What you are asked to do:
Only an exact copy of the lines beginning at the one that contains "pub enum LedgerCommands" and ending at the last line of the records below counts as the answer.
START Data for processing
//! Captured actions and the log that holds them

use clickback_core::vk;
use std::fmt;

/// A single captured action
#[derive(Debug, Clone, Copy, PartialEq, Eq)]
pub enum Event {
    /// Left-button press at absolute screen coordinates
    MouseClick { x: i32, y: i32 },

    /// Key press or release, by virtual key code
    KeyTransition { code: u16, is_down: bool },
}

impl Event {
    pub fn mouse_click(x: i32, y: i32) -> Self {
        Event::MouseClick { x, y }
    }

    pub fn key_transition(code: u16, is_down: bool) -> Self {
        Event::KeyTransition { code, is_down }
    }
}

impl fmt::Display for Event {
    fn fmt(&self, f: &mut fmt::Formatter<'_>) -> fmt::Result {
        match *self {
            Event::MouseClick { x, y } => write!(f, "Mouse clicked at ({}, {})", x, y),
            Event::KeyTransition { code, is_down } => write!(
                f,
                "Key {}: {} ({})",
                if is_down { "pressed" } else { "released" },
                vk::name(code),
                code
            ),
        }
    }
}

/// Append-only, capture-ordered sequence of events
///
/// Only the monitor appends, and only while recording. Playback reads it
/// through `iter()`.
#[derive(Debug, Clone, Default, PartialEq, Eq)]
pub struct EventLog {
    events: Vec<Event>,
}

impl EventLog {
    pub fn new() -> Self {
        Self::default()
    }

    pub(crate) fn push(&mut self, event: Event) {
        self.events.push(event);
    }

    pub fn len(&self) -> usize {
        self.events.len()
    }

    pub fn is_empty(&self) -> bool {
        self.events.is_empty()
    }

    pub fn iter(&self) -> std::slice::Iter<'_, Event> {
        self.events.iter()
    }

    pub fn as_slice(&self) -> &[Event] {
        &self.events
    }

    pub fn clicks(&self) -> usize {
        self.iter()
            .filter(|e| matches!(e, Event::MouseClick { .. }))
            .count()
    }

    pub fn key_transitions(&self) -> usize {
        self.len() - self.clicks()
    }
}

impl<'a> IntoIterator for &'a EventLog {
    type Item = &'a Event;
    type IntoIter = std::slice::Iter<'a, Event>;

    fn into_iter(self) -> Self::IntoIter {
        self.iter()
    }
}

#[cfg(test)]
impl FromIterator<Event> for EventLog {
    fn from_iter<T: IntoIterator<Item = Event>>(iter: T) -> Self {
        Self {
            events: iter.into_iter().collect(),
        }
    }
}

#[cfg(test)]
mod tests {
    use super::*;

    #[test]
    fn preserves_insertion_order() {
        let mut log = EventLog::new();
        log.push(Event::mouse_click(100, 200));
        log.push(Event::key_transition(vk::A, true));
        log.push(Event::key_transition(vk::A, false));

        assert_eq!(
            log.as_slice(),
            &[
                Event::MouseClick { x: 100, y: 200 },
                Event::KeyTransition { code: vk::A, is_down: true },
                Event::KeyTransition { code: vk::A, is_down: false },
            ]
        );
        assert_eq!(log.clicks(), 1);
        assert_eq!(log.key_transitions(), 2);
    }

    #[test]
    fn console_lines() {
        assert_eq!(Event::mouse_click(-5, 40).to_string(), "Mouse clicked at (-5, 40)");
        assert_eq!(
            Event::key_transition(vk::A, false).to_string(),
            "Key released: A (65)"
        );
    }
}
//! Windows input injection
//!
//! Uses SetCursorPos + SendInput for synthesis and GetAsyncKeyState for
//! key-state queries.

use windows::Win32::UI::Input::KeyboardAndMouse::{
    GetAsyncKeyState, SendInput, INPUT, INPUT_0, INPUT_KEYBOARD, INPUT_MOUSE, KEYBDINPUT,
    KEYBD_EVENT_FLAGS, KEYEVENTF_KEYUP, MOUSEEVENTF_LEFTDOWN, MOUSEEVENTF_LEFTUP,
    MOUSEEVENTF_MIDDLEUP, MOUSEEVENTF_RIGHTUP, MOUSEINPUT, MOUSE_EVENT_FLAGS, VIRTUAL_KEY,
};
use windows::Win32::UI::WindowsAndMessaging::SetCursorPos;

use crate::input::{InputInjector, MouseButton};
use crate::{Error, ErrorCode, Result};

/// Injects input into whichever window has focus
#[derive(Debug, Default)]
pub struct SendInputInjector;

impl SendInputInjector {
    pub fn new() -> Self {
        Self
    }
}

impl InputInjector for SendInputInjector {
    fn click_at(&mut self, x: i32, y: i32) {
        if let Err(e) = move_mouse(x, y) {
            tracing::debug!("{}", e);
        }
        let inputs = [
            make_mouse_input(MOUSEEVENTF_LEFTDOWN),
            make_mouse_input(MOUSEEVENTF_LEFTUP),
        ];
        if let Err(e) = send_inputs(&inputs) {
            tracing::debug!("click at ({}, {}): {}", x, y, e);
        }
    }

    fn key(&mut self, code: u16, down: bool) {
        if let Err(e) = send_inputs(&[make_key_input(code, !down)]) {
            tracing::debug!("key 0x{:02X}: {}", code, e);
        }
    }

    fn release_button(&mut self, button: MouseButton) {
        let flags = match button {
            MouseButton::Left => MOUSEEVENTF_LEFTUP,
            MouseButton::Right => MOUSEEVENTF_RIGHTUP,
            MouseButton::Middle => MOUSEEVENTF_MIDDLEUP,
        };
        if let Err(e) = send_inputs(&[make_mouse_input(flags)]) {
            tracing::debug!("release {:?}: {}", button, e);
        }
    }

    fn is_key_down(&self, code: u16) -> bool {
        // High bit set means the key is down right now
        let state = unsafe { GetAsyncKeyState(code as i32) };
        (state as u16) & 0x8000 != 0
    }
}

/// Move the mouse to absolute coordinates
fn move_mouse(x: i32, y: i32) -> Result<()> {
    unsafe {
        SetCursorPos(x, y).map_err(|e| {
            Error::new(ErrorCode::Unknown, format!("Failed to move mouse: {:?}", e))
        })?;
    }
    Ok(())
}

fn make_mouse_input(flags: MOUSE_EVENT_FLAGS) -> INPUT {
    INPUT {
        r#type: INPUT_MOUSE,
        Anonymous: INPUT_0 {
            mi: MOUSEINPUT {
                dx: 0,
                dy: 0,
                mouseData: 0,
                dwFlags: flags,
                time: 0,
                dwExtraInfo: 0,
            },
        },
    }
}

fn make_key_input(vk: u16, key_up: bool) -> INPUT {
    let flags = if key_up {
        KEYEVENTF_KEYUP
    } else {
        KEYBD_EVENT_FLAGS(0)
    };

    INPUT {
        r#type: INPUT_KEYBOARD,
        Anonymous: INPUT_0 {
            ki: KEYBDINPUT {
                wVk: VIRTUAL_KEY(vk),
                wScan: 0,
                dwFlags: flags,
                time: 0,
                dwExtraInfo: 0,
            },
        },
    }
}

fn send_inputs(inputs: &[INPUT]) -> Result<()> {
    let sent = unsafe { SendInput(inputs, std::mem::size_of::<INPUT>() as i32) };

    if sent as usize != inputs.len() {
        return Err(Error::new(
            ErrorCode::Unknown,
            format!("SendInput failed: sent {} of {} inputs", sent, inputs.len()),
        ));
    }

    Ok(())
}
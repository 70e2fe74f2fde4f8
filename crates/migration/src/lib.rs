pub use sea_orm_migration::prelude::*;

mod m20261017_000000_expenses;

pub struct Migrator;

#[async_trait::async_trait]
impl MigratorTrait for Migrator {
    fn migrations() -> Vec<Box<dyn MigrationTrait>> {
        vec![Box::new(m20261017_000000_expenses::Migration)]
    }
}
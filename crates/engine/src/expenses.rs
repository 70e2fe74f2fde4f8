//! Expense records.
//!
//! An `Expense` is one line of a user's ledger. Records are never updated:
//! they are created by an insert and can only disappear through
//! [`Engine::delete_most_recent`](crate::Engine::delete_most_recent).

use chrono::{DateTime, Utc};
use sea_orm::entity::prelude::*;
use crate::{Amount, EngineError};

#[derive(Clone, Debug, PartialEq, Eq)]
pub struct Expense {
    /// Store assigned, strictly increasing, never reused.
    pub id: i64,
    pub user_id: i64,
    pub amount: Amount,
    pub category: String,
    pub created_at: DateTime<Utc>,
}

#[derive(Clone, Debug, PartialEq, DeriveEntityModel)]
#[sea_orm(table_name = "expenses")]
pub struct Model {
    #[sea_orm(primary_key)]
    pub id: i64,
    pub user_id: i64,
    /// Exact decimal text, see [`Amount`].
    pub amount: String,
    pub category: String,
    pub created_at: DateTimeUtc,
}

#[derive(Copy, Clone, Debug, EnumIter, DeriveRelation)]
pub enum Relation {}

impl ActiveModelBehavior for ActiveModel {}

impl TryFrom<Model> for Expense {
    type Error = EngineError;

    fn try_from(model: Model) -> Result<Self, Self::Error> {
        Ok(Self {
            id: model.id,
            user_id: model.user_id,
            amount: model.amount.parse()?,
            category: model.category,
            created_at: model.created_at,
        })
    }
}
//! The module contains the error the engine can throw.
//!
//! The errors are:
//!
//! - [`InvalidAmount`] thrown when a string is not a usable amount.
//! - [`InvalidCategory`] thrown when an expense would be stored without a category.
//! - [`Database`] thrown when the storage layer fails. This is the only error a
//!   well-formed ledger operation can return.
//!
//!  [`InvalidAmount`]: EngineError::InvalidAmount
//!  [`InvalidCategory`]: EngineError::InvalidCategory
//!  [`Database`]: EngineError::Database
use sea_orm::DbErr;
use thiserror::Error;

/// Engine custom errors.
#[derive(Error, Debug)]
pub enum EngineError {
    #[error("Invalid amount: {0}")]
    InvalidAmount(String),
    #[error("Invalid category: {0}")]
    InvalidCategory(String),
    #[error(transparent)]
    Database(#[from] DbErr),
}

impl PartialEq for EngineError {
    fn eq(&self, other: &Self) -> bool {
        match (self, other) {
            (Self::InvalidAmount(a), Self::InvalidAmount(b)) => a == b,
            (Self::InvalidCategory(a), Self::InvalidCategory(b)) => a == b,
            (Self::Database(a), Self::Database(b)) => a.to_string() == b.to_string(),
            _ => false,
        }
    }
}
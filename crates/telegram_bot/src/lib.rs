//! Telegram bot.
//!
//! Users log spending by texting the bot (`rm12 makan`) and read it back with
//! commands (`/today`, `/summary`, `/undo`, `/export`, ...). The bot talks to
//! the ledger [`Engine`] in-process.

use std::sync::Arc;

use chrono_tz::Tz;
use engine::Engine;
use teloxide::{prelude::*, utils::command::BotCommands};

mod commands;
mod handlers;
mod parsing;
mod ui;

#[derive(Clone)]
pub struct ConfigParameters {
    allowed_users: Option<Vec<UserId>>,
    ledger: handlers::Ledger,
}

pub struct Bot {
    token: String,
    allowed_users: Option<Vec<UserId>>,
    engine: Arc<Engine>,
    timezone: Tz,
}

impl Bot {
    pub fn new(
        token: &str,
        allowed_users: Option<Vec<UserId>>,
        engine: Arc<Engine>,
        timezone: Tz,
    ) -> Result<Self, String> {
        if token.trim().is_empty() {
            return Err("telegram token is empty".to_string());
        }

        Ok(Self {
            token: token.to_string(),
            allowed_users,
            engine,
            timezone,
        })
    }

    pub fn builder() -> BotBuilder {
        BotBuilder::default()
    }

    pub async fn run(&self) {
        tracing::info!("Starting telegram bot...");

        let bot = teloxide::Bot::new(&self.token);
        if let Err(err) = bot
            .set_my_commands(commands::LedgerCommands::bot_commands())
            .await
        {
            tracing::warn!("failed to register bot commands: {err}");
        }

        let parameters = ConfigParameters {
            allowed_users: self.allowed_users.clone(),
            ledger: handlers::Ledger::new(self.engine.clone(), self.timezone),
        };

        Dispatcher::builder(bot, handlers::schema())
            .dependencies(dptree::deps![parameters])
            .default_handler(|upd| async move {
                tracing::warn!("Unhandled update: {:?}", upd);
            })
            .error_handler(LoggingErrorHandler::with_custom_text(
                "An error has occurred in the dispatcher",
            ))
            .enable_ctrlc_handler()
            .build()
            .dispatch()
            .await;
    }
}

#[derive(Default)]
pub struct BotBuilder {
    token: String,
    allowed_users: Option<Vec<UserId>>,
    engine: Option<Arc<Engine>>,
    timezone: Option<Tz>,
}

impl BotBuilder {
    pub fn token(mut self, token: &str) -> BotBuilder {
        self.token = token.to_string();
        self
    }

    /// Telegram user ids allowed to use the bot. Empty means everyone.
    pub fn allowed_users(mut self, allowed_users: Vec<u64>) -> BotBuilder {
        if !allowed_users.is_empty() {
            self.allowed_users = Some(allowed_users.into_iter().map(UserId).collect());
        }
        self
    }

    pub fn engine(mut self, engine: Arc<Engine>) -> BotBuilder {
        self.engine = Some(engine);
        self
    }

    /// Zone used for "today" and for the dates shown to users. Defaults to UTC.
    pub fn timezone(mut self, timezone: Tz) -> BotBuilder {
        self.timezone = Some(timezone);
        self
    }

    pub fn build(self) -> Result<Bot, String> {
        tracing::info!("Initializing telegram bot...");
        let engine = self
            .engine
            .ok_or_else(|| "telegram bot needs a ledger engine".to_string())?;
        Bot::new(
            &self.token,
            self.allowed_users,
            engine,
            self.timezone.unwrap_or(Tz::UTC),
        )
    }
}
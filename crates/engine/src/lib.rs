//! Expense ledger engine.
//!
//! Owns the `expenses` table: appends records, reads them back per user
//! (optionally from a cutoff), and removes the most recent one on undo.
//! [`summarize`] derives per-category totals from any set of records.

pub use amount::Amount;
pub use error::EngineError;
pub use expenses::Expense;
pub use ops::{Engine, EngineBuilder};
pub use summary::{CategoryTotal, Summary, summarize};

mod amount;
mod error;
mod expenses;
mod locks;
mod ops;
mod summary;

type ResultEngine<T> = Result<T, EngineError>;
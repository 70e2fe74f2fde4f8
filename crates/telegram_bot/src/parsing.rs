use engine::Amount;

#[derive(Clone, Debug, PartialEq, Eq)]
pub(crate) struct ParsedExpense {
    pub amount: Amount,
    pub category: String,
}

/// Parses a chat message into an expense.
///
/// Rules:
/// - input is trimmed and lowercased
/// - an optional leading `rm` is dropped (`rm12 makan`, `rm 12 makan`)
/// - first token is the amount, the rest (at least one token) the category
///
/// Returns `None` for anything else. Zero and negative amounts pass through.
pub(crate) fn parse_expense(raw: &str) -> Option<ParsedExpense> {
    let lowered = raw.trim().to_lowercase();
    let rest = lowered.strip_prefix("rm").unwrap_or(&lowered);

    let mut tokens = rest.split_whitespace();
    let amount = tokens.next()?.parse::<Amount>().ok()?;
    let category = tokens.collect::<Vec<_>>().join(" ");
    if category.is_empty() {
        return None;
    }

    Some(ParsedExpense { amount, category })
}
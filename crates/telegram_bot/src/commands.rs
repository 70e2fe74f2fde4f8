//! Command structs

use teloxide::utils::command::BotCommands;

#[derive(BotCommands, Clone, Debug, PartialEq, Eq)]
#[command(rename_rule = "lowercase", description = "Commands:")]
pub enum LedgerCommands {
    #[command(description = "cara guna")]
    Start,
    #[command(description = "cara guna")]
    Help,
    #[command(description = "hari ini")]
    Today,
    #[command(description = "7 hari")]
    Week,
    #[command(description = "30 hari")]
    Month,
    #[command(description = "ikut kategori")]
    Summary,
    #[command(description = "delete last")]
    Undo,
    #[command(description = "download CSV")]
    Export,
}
END Data for processing
Written response:
pub enum LedgerCommands {
    #[command(description = "cara guna")]
    Start,
    #[command(description = "cara guna")]
    Help,
    #[command(description = "hari ini")]
    Today,
    #[command(description = "7 hari")]
    Week,
    #[command(description = "30 hari")]
    Month,
    #[command(description = "ikut kategori")]
    Summary,
    #[command(description = "delete last")]
    Undo,
    #[command(description = "download CSV")]
    Export,
}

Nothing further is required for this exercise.